Social Media is for More than Just Marketing

Strong businesses know that their customers and clients are connected through various social media channels, but too often those same businesses are not utilizing social media for disaster preparedness and emergencies. Even as companies strengthen the BCM practices in light of recent natural and planned events, social media is one of the most effective yet overlooked tools in their continuity plans.

Fifty-seven percent of the companies surveyed in a recent study had no mechanism in place to turn to their existing social media connections as part of their risk management plans.

There Is No Script for an Actual Emergency

For decades, companies relied on pre-scripted protocols for employee engagement during any type of emergency, but companies who employed such protocols were unfortunate enough to discover that emergencies rarely follow the script. Not only are businesses working to make their plans far more flexible in order to fit any given situation, but they are also investigating how to make these plans work for long-term crises, and not just immediate emergencies. This flexibility and ability to adapt are both key to any company’s BCM.

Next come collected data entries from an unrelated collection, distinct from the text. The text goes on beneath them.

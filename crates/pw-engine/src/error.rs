//! Engine error type.
//!
//! Note the asymmetry with what a detection pass does internally: per-
//! pedestrian routing failures are isolated and logged, never surfaced here.
//! These variants cover construction-time and query-time problems only.

use thiserror::Error;

use pw_core::PedestrianId;
use pw_spatial::SpatialError;

#[derive(Debug, Error)]
pub enum EngineError {
    #[error("engine configuration error: {0}")]
    Config(String),

    #[error("pedestrian {0} is already tracked")]
    DuplicatePedestrian(PedestrianId),

    #[error("pedestrian {0} is not tracked")]
    UnknownPedestrian(PedestrianId),

    #[error(transparent)]
    Spatial(#[from] SpatialError),
}

pub type EngineResult<T> = Result<T, EngineError>;
//! Road network representation and construction.
//!
//! # Data layout
//!
//! Nodes, segments, and the adjacency index all live in `BTreeMap`s keyed by
//! their string ids.  Ascending-key iteration is part of the contract:
//! nearest-node ties, pedestrian pass order, and the A* tie-break all lean on
//! it for run-to-run reproducibility.  At the scale this stack targets (a
//! city district, thousands of nodes) the tree overhead is irrelevant next
//! to the haversine math.
//!
//! # Bidirectional roads
//!
//! A segment declared two-way (and not one-way) is materialized as **two
//! independent directed segments**: construction synthesizes the reverse
//! with a `-rev`-suffixed id and the forward segment's name, length, speed
//! limit, and traffic condition at that moment.  Later traffic updates apply
//! uniformly to all segments, never per-pair.

use std::collections::BTreeMap;

use pw_core::{GeoPoint, NodeId, SegmentId, Timestamp};

use crate::traffic::TrafficCondition;
use crate::{SpatialError, SpatialResult};

// ── Node ──────────────────────────────────────────────────────────────────────

/// An intersection or point of interest.  Immutable after insertion apart
/// from the display-only `pedestrian_count`.
#[derive(Debug, Clone)]
#[cfg_attr(feature = "serde", derive(serde::Serialize, serde::Deserialize))]
pub struct Node {
    pub id: NodeId,
    /// Display name ("5th & Main").
    pub name: String,
    pub location: GeoPoint,
    pub is_major_intersection: bool,
    pub has_signal: bool,
    /// Display counter maintained by UI layers; no algorithmic meaning.
    pub pedestrian_count: u32,
}

impl Node {
    pub fn new(id: impl Into<NodeId>, name: impl Into<String>, location: GeoPoint) -> Self {
        Self {
            id: id.into(),
            name: name.into(),
            location,
            is_major_intersection: false,
            has_signal: false,
            pedestrian_count: 0,
        }
    }
}

// ── Segment ───────────────────────────────────────────────────────────────────

/// A directed, weighted road segment.
///
/// `condition` and `vehicle_count` are the only mutable attributes; both are
/// overwritten wholesale by [`RoadGraph::update_traffic`].
#[derive(Debug, Clone)]
#[cfg_attr(feature = "serde", derive(serde::Serialize, serde::Deserialize))]
pub struct Segment {
    pub id: SegmentId,
    pub from: NodeId,
    pub to: NodeId,
    /// Road name; matched against the traffic rules' major-road substrings.
    pub name: String,
    /// Physical length in metres (non-negative).
    pub length_m: f64,
    /// Free-flow speed limit in km/h (positive).
    pub speed_limit_kmh: f64,
    pub condition: TrafficCondition,
    /// Informational congestion counter set by the traffic model.
    pub vehicle_count: u32,
    /// Declared two-way: construction synthesizes the reverse segment.
    pub bidirectional: bool,
    /// Declared one-way: suppresses reverse synthesis even when
    /// `bidirectional` is set.
    pub one_way: bool,
}

impl Segment {
    /// A plain directed segment under free-flow traffic.
    pub fn new(
        id: impl Into<SegmentId>,
        from: impl Into<NodeId>,
        to: impl Into<NodeId>,
        name: impl Into<String>,
        length_m: f64,
        speed_limit_kmh: f64,
    ) -> Self {
        Self {
            id: id.into(),
            from: from.into(),
            to: to.into(),
            name: name.into(),
            length_m,
            speed_limit_kmh,
            condition: TrafficCondition::Free,
            vehicle_count: 0,
            bidirectional: false,
            one_way: false,
        }
    }

    /// Declare the segment two-way; [`RoadGraph::add_segment`] will
    /// materialize the reverse direction.
    pub fn two_way(mut self) -> Self {
        self.bidirectional = true;
        self
    }

    /// The synthesized opposite direction: swapped endpoints, `-rev` id,
    /// everything else copied as of this moment.
    fn reversed(&self) -> Segment {
        Segment {
            id: self.id.reversed(),
            from: self.to.clone(),
            to: self.from.clone(),
            ..self.clone()
        }
    }

    // ── Cost model ────────────────────────────────────────────────────────

    /// Speed limit scaled by the current traffic condition.
    #[inline]
    pub fn effective_speed_kmh(&self) -> f64 {
        self.speed_limit_kmh * self.condition.speed_factor()
    }

    /// Seconds to traverse the segment at its effective speed.  Infinite
    /// when the effective speed is zero (fully impassable).
    pub fn travel_time_secs(&self) -> f64 {
        let speed_mps = self.effective_speed_kmh() * (1_000.0 / 3_600.0);
        if speed_mps <= 0.0 {
            f64::INFINITY
        } else {
            self.length_m / speed_mps
        }
    }

    /// A* edge weight: travel time plus a small fixed distance penalty that
    /// biases the search toward shorter routes among similar-time
    /// alternatives.
    #[inline]
    pub fn search_cost(&self) -> f64 {
        self.travel_time_secs() + self.length_m / 100.0
    }
}

// ── RoadGraph ─────────────────────────────────────────────────────────────────

/// The full road network: nodes, directed segments, and an adjacency index
/// mapping each node to its ordered outgoing segment ids.
///
/// Invariants (enforced at insertion):
/// - every segment's endpoints exist as nodes;
/// - every adjacency entry under node X lists only segments whose `from` is X;
/// - ids are unique (duplicate insertion is rejected, not overwritten).
#[derive(Debug, Default)]
pub struct RoadGraph {
    pub(crate) nodes: BTreeMap<NodeId, Node>,
    pub(crate) segments: BTreeMap<SegmentId, Segment>,
    pub(crate) adjacency: BTreeMap<NodeId, Vec<SegmentId>>,
    pub(crate) last_traffic_update: Option<Timestamp>,
}

impl RoadGraph {
    pub fn new() -> Self {
        Self::default()
    }

    // ── Construction ──────────────────────────────────────────────────────

    /// Insert a node and initialize its empty outgoing-segment list.
    pub fn add_node(&mut self, node: Node) -> SpatialResult<()> {
        if self.nodes.contains_key(&node.id) {
            return Err(SpatialError::DuplicateEntity {
                kind: "node",
                id: node.id.0.clone(),
            });
        }
        self.adjacency.insert(node.id.clone(), Vec::new());
        self.nodes.insert(node.id.clone(), node);
        Ok(())
    }

    /// Insert a segment, index it under its origin node, and synthesize the
    /// reverse direction for two-way roads.
    pub fn add_segment(&mut self, segment: Segment) -> SpatialResult<()> {
        let reverse = (segment.bidirectional && !segment.one_way).then(|| segment.reversed());
        self.insert_directed(segment)?;
        if let Some(rev) = reverse {
            self.insert_directed(rev)?;
        }
        Ok(())
    }

    /// Insert one directed segment without reverse synthesis.
    fn insert_directed(&mut self, segment: Segment) -> SpatialResult<()> {
        if !self.nodes.contains_key(&segment.from) {
            return Err(SpatialError::UnknownNode(segment.from.clone()));
        }
        if !self.nodes.contains_key(&segment.to) {
            return Err(SpatialError::UnknownNode(segment.to.clone()));
        }
        if self.segments.contains_key(&segment.id) {
            return Err(SpatialError::DuplicateEntity {
                kind: "segment",
                id: segment.id.0.clone(),
            });
        }

        let outgoing = self.adjacency.entry(segment.from.clone()).or_default();
        // Idempotent append: re-indexing an existing id is a no-op.
        if !outgoing.contains(&segment.id) {
            outgoing.push(segment.id.clone());
        }
        self.segments.insert(segment.id.clone(), segment);
        Ok(())
    }

    // ── Queries ───────────────────────────────────────────────────────────

    pub fn node(&self, id: &NodeId) -> Option<&Node> {
        self.nodes.get(id)
    }

    pub fn segment(&self, id: &SegmentId) -> Option<&Segment> {
        self.segments.get(id)
    }

    /// All nodes in ascending id order.
    pub fn nodes(&self) -> impl Iterator<Item = &Node> {
        self.nodes.values()
    }

    /// All segments in ascending id order.
    pub fn segments(&self) -> impl Iterator<Item = &Segment> {
        self.segments.values()
    }

    pub fn node_count(&self) -> usize {
        self.nodes.len()
    }

    pub fn segment_count(&self) -> usize {
        self.segments.len()
    }

    pub fn is_empty(&self) -> bool {
        self.nodes.is_empty()
    }

    /// Segments reachable in one hop from `node`, in adjacency order.
    /// Empty for a leaf or unknown node — never an error.
    pub fn outgoing_segments<'a>(
        &'a self,
        node: &NodeId,
    ) -> impl Iterator<Item = &'a Segment> + 'a {
        self.adjacency
            .get(node)
            .map(|ids| ids.as_slice())
            .unwrap_or(&[])
            .iter()
            .filter_map(|id| self.segments.get(id))
    }

    /// Nearest node to `point` by haversine distance.
    ///
    /// Deterministic linear scan in ascending id order; the strict `<`
    /// comparison keeps the smallest-id node on exact ties.  Returns `None`
    /// only for an empty network.
    pub fn nearest_node(&self, point: GeoPoint) -> Option<NodeId> {
        let mut best: Option<(&NodeId, f64)> = None;
        for node in self.nodes.values() {
            let d = point.distance_m(node.location);
            if best.is_none_or(|(_, best_d)| d < best_d) {
                best = Some((&node.id, d));
            }
        }
        best.map(|(id, _)| id.clone())
    }

    /// Timestamp of the most recent [`update_traffic`](Self::update_traffic)
    /// call, if any.
    pub fn last_traffic_update(&self) -> Option<Timestamp> {
        self.last_traffic_update
    }

    // ── Display counters ──────────────────────────────────────────────────

    /// Bump the display-only pedestrian counter on `node`.  Unknown ids are
    /// ignored; the counter has no algorithmic meaning.
    pub fn bump_pedestrian_count(&mut self, node: &NodeId) {
        if let Some(n) = self.nodes.get_mut(node) {
            n.pedestrian_count += 1;
        }
    }

    /// Zero every node's pedestrian counter.
    pub fn reset_pedestrian_counts(&mut self) {
        for n in self.nodes.values_mut() {
            n.pedestrian_count = 0;
        }
    }
}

A Slow Adoption of Social Media Integration Isn’t Just from Lack of Insight

Companies who are reluctant to take advantage of social media when analyzing their continuity plans are not simply doing so from a lack of perspective or an ignorance of the importance of utilizing every available tool. There are very real legal, privacy, and risk management concerns that have to be addressed before companies can fully incorporate social media into their emergency operations. Respondents to a recent survey cited these factors as some of the obstacles that had to be effectively overcome before social media use could become integrated.